Amerikanische Soldaten marschieren auf der Wilhelmshöher Allee in die zerstörte Stadt ein. (Archivfoto: HNA)

Im blinden Wahn, der Fanatismus zueigen ist, setzt Generalmajor von Erxleben den Befehl des Gauleiters Karl Gerland um, die "Festung Kassel bis zum letzten Mann" zu verteidigen. Die Antwort der Alliierten sind schwere Luftangriffe am 8. und 9. März, ebenso am 18. und am 20. Der 21. März geht in die Stadtgeschichte ein als der Tag, an dem Kampfpiloten den letzten Luftangriff auf die Stadt fliegen.

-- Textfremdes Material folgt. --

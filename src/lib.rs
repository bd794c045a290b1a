//! fsynth library root.
//!
//! Plan batches of filesystem mutations as first-class values and execute
//! them with validation, checksum verification, and best-effort rollback.

/// Crate version
pub const VERSION: &str = env!("CARGO_PKG_VERSION");

pub mod config;
pub mod core;
pub mod error;
pub type Result<T> = error::FsynthResult<T>;

pub mod planner;

pub use crate::config::{BatchConfig, ExecutionModel};
pub use crate::core::operations::Operation;
pub use crate::core::processor::BatchProcessor;
pub use crate::core::queue::OperationQueue;
pub use crate::core::results::ProcessingResults;
pub use crate::planner::BatchPlanner;
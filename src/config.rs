//! Batch execution configuration.
//!
//! [`BatchConfig`] is the caller-facing knob set recognized by the
//! processor: the execution model, dry-run mode, the batch log level, and
//! the reserved `parallel` flag. Configurations are plain serde structs with
//! defaults and an explicit validation pass, and can be parsed from a TOML
//! string.
//!
//! # Examples
//!
//! ```rust
//! use fsynth::config::{BatchConfig, ExecutionModel};
//!
//! let config = BatchConfig {
//!     model: ExecutionModel::Transactional,
//!     ..Default::default()
//! };
//! config.validate().unwrap();
//!
//! let parsed = BatchConfig::from_toml_str(
//!     "model = \"best_effort\"\nlog_level = \"debug\"",
//! ).unwrap();
//! assert_eq!(parsed.model, ExecutionModel::BestEffort);
//! ```

use log::LevelFilter;
use serde::{Deserialize, Serialize};

use crate::{Result, error::FsynthError};

/// How the processor routes per-operation failures.
#[derive(Debug, Clone, Copy, PartialEq, Eq, Default, Serialize, Deserialize)]
#[serde(rename_all = "snake_case")]
pub enum ExecutionModel {
    /// Stop on the first validation or execution error; never roll back.
    #[default]
    Standard,
    /// Validate every operation up front; refuse to execute when any
    /// validation failed (unless forced).
    ValidateFirst,
    /// Report every failure and still drain the whole queue; never roll
    /// back.
    BestEffort,
    /// Stop on the first execution error and undo executed operations in
    /// reverse order.
    Transactional,
}

impl ExecutionModel {
    /// The configuration string for this model.
    pub fn as_str(&self) -> &'static str {
        match self {
            ExecutionModel::Standard => "standard",
            ExecutionModel::ValidateFirst => "validate_first",
            ExecutionModel::BestEffort => "best_effort",
            ExecutionModel::Transactional => "transactional",
        }
    }
}

const LOG_LEVELS: [&str; 5] = ["trace", "debug", "info", "warn", "error"];

/// Caller-facing configuration for one batch run.
#[derive(Debug, Clone, Serialize, Deserialize)]
#[serde(default)]
pub struct BatchConfig {
    /// Execution model governing error routing
    pub model: ExecutionModel,
    /// Validate only; nothing is executed and `executed_count` counts the
    /// operations that passed validation
    pub dry_run: bool,
    /// Batch log verbosity: one of `trace`, `debug`, `info`, `warn`, `error`
    pub log_level: String,
    /// Re-check source digests immediately before each execution
    pub verify_checksums: bool,
    /// With the validate-first model, execute even when validation failed
    pub force: bool,
    /// Reserved; concurrent execution is not implemented and the only
    /// accepted value is `false`
    pub parallel: bool,
}

impl Default for BatchConfig {
    fn default() -> Self {
        Self {
            model: ExecutionModel::Standard,
            dry_run: false,
            log_level: "info".to_string(),
            verify_checksums: false,
            force: false,
            parallel: false,
        }
    }
}

impl BatchConfig {
    /// Check the configuration for values the processor cannot honor.
    ///
    /// # Errors
    ///
    /// Returns a configuration error for an unknown log level or for
    /// `parallel = true`.
    pub fn validate(&self) -> Result<()> {
        if !LOG_LEVELS.contains(&self.log_level.as_str()) {
            return Err(FsynthError::config(format!(
                "unknown log level '{}': expected one of {}",
                self.log_level,
                LOG_LEVELS.join(", ")
            )));
        }
        if self.parallel {
            return Err(FsynthError::config(
                "parallel execution is reserved and not implemented",
            ));
        }
        Ok(())
    }

    /// Parse a configuration from a TOML string; omitted fields take their
    /// defaults.
    ///
    /// # Errors
    ///
    /// Returns a configuration error when the TOML is malformed or the
    /// parsed values fail [`BatchConfig::validate`].
    pub fn from_toml_str(raw: &str) -> Result<Self> {
        let config: BatchConfig = toml::from_str(raw)?;
        config.validate()?;
        Ok(config)
    }

    /// The batch log level as a `log` filter. Unknown levels (rejected by
    /// [`BatchConfig::validate`]) fall back to `info`.
    pub fn log_level_filter(&self) -> LevelFilter {
        match self.log_level.as_str() {
            "trace" => LevelFilter::Trace,
            "debug" => LevelFilter::Debug,
            "warn" => LevelFilter::Warn,
            "error" => LevelFilter::Error,
            _ => LevelFilter::Info,
        }
    }
}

Auf dem Gelände des Wilhelmshöher Bahnhofs warten im April 79 Zwangsarbeiter, die meisten von ihnen sind Italiener, vergeblich auf ihre Essensration. Die Zwangsarbeiter haben Hunger und folgen dem Beispiel einiger Deutscher, die einen Waggon mit Lebensmitteln aufgebrochen haben. Einige Stunden später erscheint ein Gestapo-Kommando auf dem Gelände, und obwohl sich Widerstand regt, wird schließlich der Befehl Marmons befolgt, die 79 Männer umzubringen.

Die Tragik dieses Vorfalls auf dem Bahnhofsgelände ist kaum zu überbieten: Während die Italiener sterben, wird die Stadt südlich und westlich von den heranrückenden Amerikanern abgeriegelt.

Die "Festung Kassel" wird am 4. April von der 80. US-Infanterie-Division eingenommen.